TO DO
Determine which lines of the records include the word "links", and copy them.

DATA PROVIDED
use std::cell::RefCell;
use std::rc::Rc;

use leptos::ev::{MouseEvent, SubmitEvent};
use leptos::prelude::*;
use leptos::task::spawn_local;
use log::{info, warn};
use serde_json::Value;

use crate::components::explorer_canvas::{ExplorerCanvas, ExplorerStatus};
use crate::config::ExplorerConfig;
use crate::error::ExploreError;
use crate::graph::{ExploreSession, Explorer, GraphData, InMemorySource, LayoutKind, Link, Node};

const ORGANIZATIONS: usize = 40;
const EQUIPMENT: usize = 70;
const EVENTS: usize = 50;

/// Generate a deterministic sample dataset of organizations, the equipment
/// they own and the events they take part in.
fn generate_sample_data() -> GraphData {
	let org_kinds = ["agency", "contractor", "laboratory"];
	let equipment_kinds = ["sensor", "vehicle", "radio"];
	let event_kinds = ["exercise", "incident"];

	let mut nodes = Vec::with_capacity(ORGANIZATIONS + EQUIPMENT + EVENTS);
	for i in 0..ORGANIZATIONS {
		nodes.push(
			Node::new(format!("org-{i}"), format!("Organization {i}"), "organization")
				.with_category(org_kinds[i % org_kinds.len()]),
		);
	}
	for i in 0..EQUIPMENT {
		let mut node = Node::new(format!("eq-{i}"), format!("Equipment {i}"), "equipment")
			.with_category(equipment_kinds[i % equipment_kinds.len()]);
		node.properties.insert("shape".into(), Value::from("square"));
		nodes.push(node);
	}
	for i in 0..EVENTS {
		let mut node = Node::new(format!("ev-{i}"), format!("Event {i}"), "event")
			.with_category(event_kinds[i % event_kinds.len()]);
		node.properties.insert("shape".into(), Value::from("diamond"));
		nodes.push(node);
	}

	let pick = |seed: usize, n: usize| (rand_simple(seed) * n as f64) as usize % n;
	let mut links = Vec::new();
	for i in 0..EQUIPMENT {
		links.push(Link::new(format!("org-{}", pick(i, ORGANIZATIONS)), format!("eq-{i}"), "owns"));
	}
	for i in 0..EVENTS {
		let org = pick(i + 500, ORGANIZATIONS);
		links.push(Link::new(format!("org-{org}"), format!("ev-{i}"), "participated in"));
		links.push(Link::new(format!("eq-{}", pick(i + 900, EQUIPMENT)), format!("ev-{i}"), "deployed at"));
		// Some events get a second organization on the same pair of nodes,
		// which draws as parallel edges.
		if i % 4 == 0 {
			links.push(Link::new(format!("org-{org}"), format!("ev-{i}"), "reported"));
		}
	}
	for i in (0..ORGANIZATIONS).step_by(7) {
		links.push(Link::new(format!("org-{i}"), format!("org-{i}"), "audits"));
	}

	GraphData::new(nodes, links)
}

/// Simple pseudo-random number generator (deterministic for consistency).
fn rand_simple(seed: usize) -> f64 {
	let x = ((seed + 1) * 9301 + 49297) % 233280;
	(x as f64) / 233280.0
}

fn spawn_search(session: ExploreSession, status: RwSignal<ExplorerStatus>, entity_type: String, value: String) {
	status.update(|s| s.loading = true);
	spawn_local(async move {
		let error = match session.search(&entity_type, &value).await {
			Ok(outcome) => {
				info!("search {entity_type}/{value:?}: {} nodes", outcome.added_nodes);
				None
			}
			Err(e) => {
				warn!("search {entity_type}/{value:?} failed: {e}");
				Some(e.to_string())
			}
		};
		status.set(ExplorerStatus::of(&session.explorer().borrow()).with_error(error));
	});
}

/// Default Home Page
#[component]
pub fn Home() -> impl IntoView {
	let config = ExplorerConfig::default();
	let session = ExploreSession::new(
		Rc::new(RefCell::new(Explorer::new(config.clone()))),
		Rc::new(InMemorySource::new(generate_sample_data())),
	);

	let status = RwSignal::new(ExplorerStatus::default());
	let layout = RwSignal::new(config.default_layout);
	let entity_type = RwSignal::new(config.entity_type.clone());
	let query = RwSignal::new(String::new());
	let suggestions = RwSignal::new(Vec::<String>::new());

	spawn_search(session.clone(), status, config.entity_type.clone(), String::new());

	let session_search = session.clone();
	let on_search = move |ev: SubmitEvent| {
		ev.prevent_default();
		spawn_search(session_search.clone(), status, entity_type.get_untracked(), query.get_untracked());
	};

	let session_suggest = session.clone();
	let suggest = move |keyword: String| {
		query.set(keyword.clone());
		let session = session_suggest.clone();
		spawn_local(async move {
			match session.suggest(&entity_type.get_untracked(), &keyword).await {
				Ok(labels) => suggestions.set(labels),
				Err(_) => suggestions.set(Vec::new()),
			}
		});
	};

	let history_button = {
		let session = session.clone();
		move |step: fn(&mut Explorer) -> Result<usize, ExploreError>| {
			let session = session.clone();
			move |_: MouseEvent| {
				let error = step(&mut session.explorer().borrow_mut()).err().map(|e| e.to_string());
				status.set(ExplorerStatus::of(&session.explorer().borrow()).with_error(error));
			}
		}
	};

	let session_more = session.clone();
	let on_load_more = move |_: MouseEvent| {
		let session = session_more.clone();
		status.update(|s| s.loading = true);
		spawn_local(async move {
			let error = session.load_more().await.err().map(|e| e.to_string());
			status.set(ExplorerStatus::of(&session.explorer().borrow()).with_error(error));
		});
	};

	let session_all = session.clone();
	let on_load_all = move |_: MouseEvent| {
		let session = session_all.clone();
		status.update(|s| s.loading = true);
		spawn_local(async move {
			let error = match session.load_remaining().await {
				Ok(pages) => {
					info!("loaded {pages} more pages");
					None
				}
				Err(e) => Some(e.to_string()),
			};
			status.set(ExplorerStatus::of(&session.explorer().borrow()).with_error(error));
		});
	};

	let status_text = move || {
		let s = status.get();
		let mut text = format!(
			"{} nodes, {} links, {} clusters | showing {} of {} | step {} of {}",
			s.nodes,
			s.links,
			s.clusters,
			s.displayed,
			s.total,
			if s.history_len == 0 { 0 } else { s.cursor + 1 },
			s.history_len,
		);
		if let Some(label) = s.history_label {
			text.push_str(&format!(" ({label})"));
		}
		if s.loading {
			text.push_str(" | loading...");
		}
		text
	};

	view! {
		<div class="fullscreen-graph">
			<ExplorerCanvas session=session layout=layout status=status fullscreen=true />
			<div class="graph-overlay">
				<h1>"Entity Graph Explorer"</h1>
				<p class="subtitle">
					"Click to select, double-click or right-click to explore. Scroll to zoom. Drag to move."
				</p>
				<form on:submit=on_search>
					<select on:change=move |ev| entity_type.set(event_target_value(&ev))>
						<option value="organization" selected=true>"Organizations"</option>
						<option value="equipment">"Equipment"</option>
						<option value="event">"Events"</option>
						<option value="*">"Anything"</option>
					</select>
					<input type="text" list="entity-suggestions" placeholder="Search by name" on:input=move |ev| suggest(event_target_value(&ev)) />
					<datalist id="entity-suggestions">
						{move || {
							suggestions
								.get()
								.into_iter()
								.map(|label| view! { <option value=label /> })
								.collect_view()
						}}
					</datalist>
					<button type="submit">"Search"</button>
				</form>
				<select on:change=move |ev| {
					match event_target_value(&ev).parse::<LayoutKind>() {
						Ok(kind) => layout.set(kind),
						Err(e) => warn!("{e}"),
					}
				}>
					{LayoutKind::ALL
						.iter()
						.map(|kind| {
							view! {
								<option value=kind.as_str() selected={*kind == layout.get_untracked()}>
									{kind.as_str()}
								</option>
							}
						})
						.collect_view()}
				</select>
				<div class="history">
					<button on:click=history_button(Explorer::first)>"First"</button>
					<button on:click=history_button(Explorer::prev)>"Prev"</button>
					<button on:click=history_button(Explorer::next)>"Next"</button>
					<button on:click=history_button(Explorer::last)>"Last"</button>
					<button on:click=on_load_more>"Load more"</button>
					<button on:click=on_load_all>"Load all"</button>
				</div>
				<p class="status">{status_text}</p>
				<p class="error">{move || status.get().error}</p>
			</div>
		</div>
	}
}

OUTPUT
	let mut links = Vec::new();
		links.push(Link::new(format!("org-{}", pick(i, ORGANIZATIONS)), format!("eq-{i}"), "owns"));
		links.push(Link::new(format!("org-{org}"), format!("ev-{i}"), "participated in"));
		links.push(Link::new(format!("eq-{}", pick(i + 900, EQUIPMENT)), format!("ev-{i}"), "deployed at"));
			links.push(Link::new(format!("org-{org}"), format!("ev-{i}"), "reported"));
		links.push(Link::new(format!("org-{i}"), format!("org-{i}"), "audits"));
	GraphData::new(nodes, links)
			"{} nodes, {} links, {} clusters | showing {} of {} | step {} of {}",
			s.links,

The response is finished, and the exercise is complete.